O violão de “The Steps” que lembra muito “Here Comes Your Man” da banda PIXIES em sonoridade, também traz muito da irreverência da faixa consigo, quando Danielle canta: “And every day I wake up and I make money for myself, And though we share a bed, you know that I don't need your help”. Todavia, essa equanimidade não desabrocha do nada. Ela surge com o amor e a conexão inerente entre as 3, como fica amostra em “Hallelujah”. Angelical em todos os aspectos, a canção demonstra, em seu tom e em seu minimalismo, a clara influência de Fleetwood Mac. Em sua letra surge um senso de gratidão tão grande que quase se torna dúvida, que tende a acontecer quando nos consideramos sortudos demais por ter algo em nossas vida, e as três deixam claro que só conseguiram ultrapassar todos os problemas mencionados, culminando em uma dos melhores álbuns do ano, por contarem com o apoio uma da outra.

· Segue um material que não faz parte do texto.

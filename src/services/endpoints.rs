//! REST paths, relative to the configured base URL.

pub const AUTH_LOGIN: &str = "/api/Auth/login";
pub const AUTH_REGISTER: &str = "/api/Auth/register";
pub const AUTH_FORGOT_PASSWORD: &str = "/api/Auth/forgot-password";
pub const AUTH_RESET_PASSWORD: &str = "/api/Auth/reset-password";

pub const COURSES: &str = "/api/Course";
pub const COURSES_UPLOAD: &str = "/api/Course/upload";
pub const COURSES_BY_INSTRUCTOR: &str = "/api/Course/instructor";

pub const ASSESSMENTS: &str = "/api/Assessment";
pub const ASSESSMENTS_BY_INSTRUCTOR: &str = "/api/Assessment/instructor";
pub const RESULTS: &str = "/api/Assessment/results";
pub const RESULTS_BY_INSTRUCTOR: &str = "/api/Assessment/results/instructor";
pub const RESULTS_BY_STUDENT: &str = "/api/Assessment/results/student";

pub const FILE_UPLOAD: &str = "/api/File/upload";
pub const FILE_UPLOAD_URL: &str = "/api/File/upload-url";

/// `{base}/{id}` for item and scoped-collection routes.
pub fn item(base: &str, id: &str) -> String {
    format!("{}/{}", base, id)
}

A vastidão de gêneros é algo surpreendente. Enquanto “I Know Alone” explora a obscuridade da imutabilidade de algumas coisas e pessoas, no formato de um Eletro-pop denso e ecoante, “Up For A Dream” acentua um groove pesado, apenas menos impositivo que a guitarra desesperada por atenção ao tomar conta da mixagem em pontos diferentes da música. Como se não bastasse, “3 AM” é o perfeito exemplo de R&B em toda sua sensualidade. A mistura do baixo com os sintetizadores confirmam uma das músicas mais visuais dentro do currículo da banda. Literalmente há uma tensão sexual incontrolável e magnética aqui, quando os instrumentos se misturam com a voz Danielle, quase separando nosso espírito de nosso corpo, no pré-refrão conforme ela sussura “I'm floating away, Keep floating away, Floating away, floating away”.
Para finalizar, “Leaning On You” é tão confessional e íntima em sua letra e produção que soa como se estivéssemos redescobrindo a sensação de insegurança perante a um relacionamento. É a demonstração perfeita do que o Folk moderno deveria ser.